Manual Migration of Active directory? Help needed!

C

Craig N.

I am working with a company, roughly 300 users, and the
entire network is crashing constantly, especially citrix.
We have decided to rebuild the entire network from
scratch, and not do any automated migration, since that
is what was done last time right before the network went
to crap.

Anyways, I have manually added all the users onto a new
domain controller, and I have set the domain name as the
same one as the old server.

Here is the problem, I add the computer name manually to
the new domain controller, and move a computer from the
old domain(same domain name)over, it wont connect, unless
I go in to it, and add it to the domain from the
workstation. Can I get around this? I cant go to 300
computers and rejoin them to the domain manually.

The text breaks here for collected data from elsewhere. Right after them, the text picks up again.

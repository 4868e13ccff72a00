//! Self-updater for the Citadel node agent
//!
//! Ties the release source, the binary swapper and the persisted state into
//! the flows the agent runs: periodic checks, install, rollback, and status.

use chrono::{DateTime, Utc};
use serde::Serialize;
use std::path::{Path, PathBuf};

use crate::config::UpdaterConfig;
use crate::error::Result;
use crate::github::Release;
use crate::lock::UpdateLock;
use crate::logging::{
    init_logger, log_check, log_error, log_info, log_install, log_rollback, log_warning,
};
use crate::paths::pending_binary_name;
use crate::release::{is_newer_version, ReleaseClient};
use crate::state::{Channel, StateStore, UpdateState};
use crate::swapper::BinarySwapper;
use crate::update_path;
use crate::utils::remove_if_exists;

/// Version of the running binary as it appears in release tags.
pub const CURRENT_VERSION: &str = concat!("v", env!("CARGO_PKG_VERSION"));

/// Result of [`Updater::install`].
#[derive(Debug, Clone, PartialEq, Eq)]
pub enum InstallOutcome {
    UpToDate,
    Updated { from: String, to: String },
}

/// Snapshot of the updater, for `citadel update status`.
#[derive(Debug, Clone, Serialize)]
pub struct UpdateStatus {
    /// Version compiled into the running binary
    pub running_version: String,
    /// Version recorded by the last install or rollback
    pub recorded_version: String,
    pub previous_version: String,
    pub available_update: String,
    pub last_check: Option<DateTime<Utc>>,
    pub last_update: Option<DateTime<Utc>>,
    pub auto_update: bool,
    pub channel: Channel,
    pub has_previous_version: bool,
    pub check_due: bool,
}

pub struct Updater {
    current_version: String,
    config: UpdaterConfig,
    update_dir: PathBuf,
    client: ReleaseClient,
    swapper: BinarySwapper,
    store: StateStore,
}

impl Updater {
    pub fn new(
        current_version: impl Into<String>,
        config: UpdaterConfig,
        update_dir: impl Into<PathBuf>,
    ) -> Self {
        let current_version = current_version.into();
        let update_dir = update_dir.into();

        Self {
            client: ReleaseClient::new(current_version.clone(), &config),
            swapper: BinarySwapper::new(&config, &update_dir),
            store: StateStore::open(update_dir.join("state.json")),
            current_version,
            config,
            update_dir,
        }
    }

    /// The running binary, `config.json` and the default update directory.
    pub fn from_defaults() -> Self {
        if let Err(e) = init_logger(&update_path!("logs")) {
            log_warning(&format!("Update log file unavailable: {}", e));
        }
        Self::new(CURRENT_VERSION, UpdaterConfig::load(), update_path!())
    }

    pub fn with_client(mut self, client: ReleaseClient) -> Self {
        self.client = client;
        self
    }

    pub fn with_swapper(mut self, swapper: BinarySwapper) -> Self {
        self.swapper = swapper;
        self
    }

    pub fn with_store(mut self, store: StateStore) -> Self {
        self.store = store;
        self
    }

    fn lock(&self) -> Result<UpdateLock> {
        UpdateLock::acquire(&self.update_dir, self.config.lock_stale_after())
    }

    pub fn update_dir(&self) -> &Path {
        &self.update_dir
    }

    pub fn current_version(&self) -> &str {
        &self.current_version
    }

    /// Where a downloaded binary waits before it is applied.
    pub fn pending_path(&self) -> PathBuf {
        self.update_dir.join(pending_binary_name())
    }

    pub fn state(&self) -> Result<UpdateState> {
        self.store.load()
    }

    /// Ask the release source for a newer release on the configured channel.
    ///
    /// `last_check` is stamped whether or not the query succeeds. The network
    /// call runs unlocked; the state is re-read and saved under the update lock.
    pub fn check(&self) -> Result<Option<Release>> {
        let result = self.query_release();
        let _lock = self.lock()?;
        self.record_check(&result)?;
        result
    }

    /// [`Updater::check`] for callers already holding the update lock.
    fn check_locked(&self) -> Result<Option<Release>> {
        let result = self.query_release();
        self.record_check(&result)?;
        result
    }

    fn query_release(&self) -> Result<Option<Release>> {
        let channel = self.store.load()?.channel;
        self.client.clone().with_channel(channel).check_for_update()
    }

    fn record_check(&self, result: &Result<Option<Release>>) -> Result<()> {
        let mut state = self.store.load()?;
        state.mark_checked();
        if state.current_version.is_empty() {
            state.current_version = self.current_version.clone();
        }

        match result {
            Ok(Some(release)) => {
                // An install may have landed this tag while the query was in flight
                if is_newer_version(&state.current_version, &release.tag_name).unwrap_or(true) {
                    state.available_update = release.tag_name.clone();
                } else {
                    state.available_update.clear();
                }
            }
            Ok(None) => state.available_update.clear(),
            Err(e) => log_error(&format!("Update check failed: {}", e)),
        }

        self.store.save(&state)
    }

    /// [`Updater::check`] if auto-update is on and the last check is old enough.
    pub fn check_if_due(&self) -> Result<Option<Release>> {
        let state = self.store.load()?;
        if !state.should_check() {
            log_check("Update check not due");
            return Ok(None);
        }
        self.check()
    }

    /// Check, download, verify and apply the newest release.
    pub fn install(&self) -> Result<InstallOutcome> {
        let _lock = self.lock()?;

        let release = match self.check_locked()? {
            Some(release) => release,
            None => return Ok(InstallOutcome::UpToDate),
        };

        let pending = self.pending_path();
        log_install(&format!(
            "Installing {} over {}",
            release.tag_name, self.current_version
        ));

        let applied = self
            .client
            .download_and_verify(&release, &pending)
            .and_then(|()| self.swapper.apply_update(&pending));
        if let Err(e) = applied {
            let _ = remove_if_exists(&pending);
            log_error(&format!("Update to {} failed: {}", release.tag_name, e));
            return Err(e);
        }

        let mut state = self.store.load()?;
        state.record_update(&self.current_version, &release.tag_name);
        self.store.save(&state)?;

        log_info(&format!(
            "Updated {} -> {}; restart the agent to run the new version",
            self.current_version, release.tag_name
        ));
        Ok(InstallOutcome::Updated {
            from: self.current_version.clone(),
            to: release.tag_name,
        })
    }

    /// Restore the previous binary and swap the recorded versions.
    pub fn rollback(&self) -> Result<()> {
        let _lock = self.lock()?;

        self.swapper.rollback()?;

        let mut state = self.store.load()?;
        state.record_rollback();
        self.store.save(&state)?;

        log_rollback(&format!("Rolled back to {}", state.current_version));
        Ok(())
    }

    pub fn status(&self) -> Result<UpdateStatus> {
        let state = self.store.load()?;
        Ok(UpdateStatus {
            running_version: self.current_version.clone(),
            recorded_version: state.current_version.clone(),
            previous_version: state.previous_version.clone(),
            available_update: state.available_update.clone(),
            last_check: state.last_check,
            last_update: state.last_update,
            auto_update: state.auto_update,
            channel: state.channel,
            has_previous_version: self.swapper.has_previous_version(),
            check_due: state.should_check(),
        })
    }

    pub fn set_auto_update(&self, enabled: bool) -> Result<()> {
        let _lock = self.lock()?;
        let mut state = self.store.load()?;
        state.auto_update = enabled;
        self.store.save(&state)?;
        log_info(&format!(
            "Automatic updates {}",
            if enabled { "enabled" } else { "disabled" }
        ));
        Ok(())
    }

    pub fn set_channel(&self, channel: Channel) -> Result<()> {
        let _lock = self.lock()?;
        let mut state = self.store.load()?;
        state.channel = channel;
        self.store.save(&state)?;
        log_info(&format!("Release channel set to {}", channel));
        Ok(())
    }
}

SO, the specs of the new domain controller are the same
as the old, same name, same IP's, everything. How do I
manually add the computers into the domain and get it to
work?

Here is my second question, if anyone can help, the login
times on the new domain controller are horrible, like 4-5
minutes. Anyone know what can cause this?

Here is my configuration:
-2 HP DL380 rackmount servers
dual Xeon 3.4 ghz, 2 gig ram, 5 36 gb drives in raid 5
-Windows 2000 Server Service Pack 4
-Active Directory, DNS, and DHCP on both servers.
-One server is the primary, the other is acting as a back-
up, like the old PDC/BDC concept.

Please send me an e-mail (e-mail address removed) if you can help
out.

I'm a big 2003 guy now, and love it, but forgeting all my
2000 stuff, and the company thinks 2003 is too unstable
to run.
 
D

Danny Sanders

it wont connect, unless
I go in to it, and add it to the domain from the
workstation. Can I get around this? I cant go to 300
computers and rejoin them to the domain manually.


AFAIK the only way to add the computer to a domain is from the local
computer.

SO, the specs of the new domain controller are the same
as the old, same name, same IP's, everything. How do I
manually add the computers into the domain and get it to
work?

Same name, same IP, but different SAM. Because you did a fresh install the
SAM is different. Different SAM = different domain. Different domain = add
computers to the new domain.
Here is my second question, if anyone can help, the login
times on the new domain controller are horrible, like 4-5
minutes. Anyone know what can cause this?


Improperly configured DNS. The client computer MUST point to the DNS server
set up for AD.
See:
How to: Configure DNS for Internet Access In Windows 2000

http://support.microsoft.com/default.aspx?scid=kb;en-us;300202

Setting Up the Domain Name System for Active Directory

http://support.microsoft.com/default.aspx?scid=kb;en-us;237675





hth

DDS W 2k MVP MCSE
 
G

Guest

Thanks for the bad news :) I guess I have a lot of work
ahead of me.

Anyways, as far as the slow login, the clients are on
DHCP, and DHCP is pushing the Primary and Secondary dns
info as the DNS servers running on active directory. Any
other ideas?
 
D

Danny Sanders

Is the DNS server pointing to itself for DNS?
Is it registering SRV records?

From the clients run ipconfig /flushdns followed by ipconfig /registerdns.

Check the logon time

hth
DDS W 2k MVP MCSE
 
G

Guest

The network settings of the server point to both itself,
and the secondary DNS.

Now here is something weird, when logging a user onto the
domain through a win 2000 server, it flies, but on an xp
machine, it is real slow. Make any sense?